The company expects to complete the trial by June 2010 and will enroll about 290 patients double-blinded with fusion in a two-to-one ratio.
Because the PDS System offers, according to the company, equal to or better outcomes than the typical approach at a significantly lower cost, Sellke said the product offers the "perfect storm" in the U.S., especially given the current economic climate and the direction that the healthcare system is headed.
Sellke noted that there are two other products available now that approach the "right idea," one being the X-Stop Spacer from Medtronic (Minneapolis) and the other is the Coflex from Paradigm Spine (Wurmlingen, Germany). However, both of those devices use the spinous processes and require a larger incision to insert the device in. He also noted that about 20% of the population cannot benefit from either of those devices.
"Our device is a bilateral device which is put into the bone in the pedicel of the spine and . . . we can deal with 100% of the patient population, they can only deal with 70% or 80%," Sellke said.

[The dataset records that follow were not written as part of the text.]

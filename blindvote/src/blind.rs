//! Textbook RSA blind signatures over raw integers.
//!
//! The mark is used directly as the exponentiation base; nothing is hashed
//! before blinding. That keeps the credential a plain RSA signature on the
//! mark, which is what the ballot box checks with `verify`.

use crate::*;
use num_bigint_dig::{BigInt, ModInverse, Sign};
use num_traits::Zero;
use rsa::traits::{PrivateKeyParts, PublicKeyParts};
use rsa::{RsaPrivateKey, RsaPublicKey};

/// The election modulus and public exponent
#[derive(Debug, Clone, PartialEq, Eq)]
pub struct PublicParts {
    pub n: BigUint,
    pub e: BigUint,
}

impl PublicParts {
    pub fn new(n: BigUint, e: BigUint) -> Self {
        PublicParts { n, e }
    }
}

impl From<&RsaPublicKey> for PublicParts {
    fn from(key: &RsaPublicKey) -> Self {
        PublicParts::new(key.n().clone(), key.e().clone())
    }
}

/// The election modulus and private exponent.
///
/// Only the credential issuer ever builds one of these from a real key.
#[derive(Clone)]
pub struct SigningParts {
    n: BigUint,
    d: BigUint,
}

impl SigningParts {
    pub fn new(n: BigUint, d: BigUint) -> Self {
        SigningParts { n, d }
    }
}

impl From<&RsaPrivateKey> for SigningParts {
    fn from(key: &RsaPrivateKey) -> Self {
        SigningParts::new(key.n().clone(), key.d().clone())
    }
}

/// Blind a mark: `(r^e mod N) * mark mod N`
pub fn blind(mark: &BigUint, r: &BigUint, public: &PublicParts) -> BigUint {
    let blinder = r.modpow(&public.e, &public.n);
    (blinder * mark) % &public.n
}

/// Sign a blinded mark: `blinded^d mod N`
pub fn raw_sign(blinded: &BigUint, signer: &SigningParts) -> BigUint {
    blinded.modpow(&signer.d, &signer.n)
}

/// Remove the blinding factor from a raw signature: `r^-1 * signature mod N`
pub fn unblind(signature: &BigUint, r: &BigUint, public: &PublicParts) -> Result<BigUint, Error> {
    let r_inv = mod_inverse(r, &public.n).ok_or(Error::NoInverse)?;
    Ok((r_inv * signature) % &public.n)
}

/// Check a credential against a mark: `credential^e mod N == mark`
pub fn verify(credential: &BigUint, mark: &BigUint, public: &PublicParts) -> bool {
    credential.modpow(&public.e, &public.n) == *mark
}

/// Multiplicative inverse of `a` modulo `n`, normalised into `[0, n)`.
///
/// Returns `None` when `a` and `n` are not coprime.
pub fn mod_inverse(a: &BigUint, n: &BigUint) -> Option<BigUint> {
    if n.is_zero() || a.is_zero() {
        return None;
    }
    let inverse: BigInt = a.clone().mod_inverse(n)?;
    let modulus = BigInt::from_biguint(Sign::Plus, n.clone());
    ((inverse % &modulus + &modulus) % &modulus).to_biguint()
}

#[cfg(test)]
mod tests {
    use super::*;

    // p = 61, q = 53
    fn toy_key() -> (PublicParts, SigningParts) {
        let n = BigUint::from(3233u32);
        (
            PublicParts::new(n.clone(), BigUint::from(17u32)),
            SigningParts::new(n, BigUint::from(2753u32)),
        )
    }

    #[test]
    fn blind_sign_unblind_with_small_numbers() {
        let (public, signer) = toy_key();
        let mark = BigUint::from(1234u32);
        let r = BigUint::from(7u32);

        let blinded = blind(&mark, &r, &public);
        assert_ne!(blinded, mark);
        // 7^17 mod 3233 = 2369, 2369 * 1234 mod 3233 = 714
        assert_eq!(blinded, BigUint::from(714u32));

        let signature = raw_sign(&blinded, &signer);
        let credential = unblind(&signature, &r, &public).unwrap();
        assert!(verify(&credential, &mark, &public));

        // Signing the mark directly gives the same credential
        assert_eq!(credential, raw_sign(&mark, &signer));

        // forged credential
        let forged = (&credential + BigUint::from(1u32)) % &public.n;
        assert!(!verify(&forged, &mark, &public));
    }

    #[test]
    fn unblind_rejects_factor_sharing_a_prime_with_n() {
        let (public, signer) = toy_key();
        let r = BigUint::from(61u32 * 2);
        let blinded = blind(&BigUint::from(99u32), &r, &public);
        let signature = raw_sign(&blinded, &signer);

        assert!(matches!(
            unblind(&signature, &r, &public),
            Err(Error::NoInverse)
        ));
    }

    #[test]
    fn inverse_is_normalised() {
        let n = BigUint::from(3233u32);
        for a in [2u32, 7, 17, 3232].iter() {
            let a = BigUint::from(*a);
            let inv = mod_inverse(&a, &n).unwrap();
            assert!(inv < n);
            assert_eq!((a * inv) % &n, BigUint::from(1u32));
        }
        assert!(mod_inverse(&BigUint::from(53u32), &n).is_none());
        assert!(mod_inverse(&BigUint::from(0u32), &n).is_none());
    }
}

According to Medtronic, the X-Stop Spacer is a small implant that fits between two bones – the spinous processes – in the back of the patient's spine at the level of the pinched nerve. Once in place, the X-Stop Spacer is designed to stay safely and permanently in place without being attached to bone or ligaments, by screws or other hardware, and there is no fusion involved, Medtronic says. It works with the patient's spinal anatomy to keep the space around the nerve open even when the patient stands up straight and walks. Like the PDS System, the X-Stop Spacer is implanted during an outpatient procedure under local anesthesia.
Sellke told MDD he has been in the device industry for a "long, long time" and "we've all seen good technology" be released on the market that only a fraction of the clinicians can really deploy because of skill or other limitations. "This technology is so simple to use that anybody can learn the skill set to do it well so you're not going to have a limitation," he said.
Cuevas noted that the PDS System is available outside the U.S. under the PercuDyn System name and the company's earliest patients are now beyond a three-year follow-up period with "outstanding results."
Sellke said that because of the way medicine is practiced in Europe the PercuDyn System doesn't typically move to an outpatient setting, however it is done as a less invasive procedure.
Interventional Spine is a private company that develops implantable devices for the spine that can be deployed via percutaneous techniques.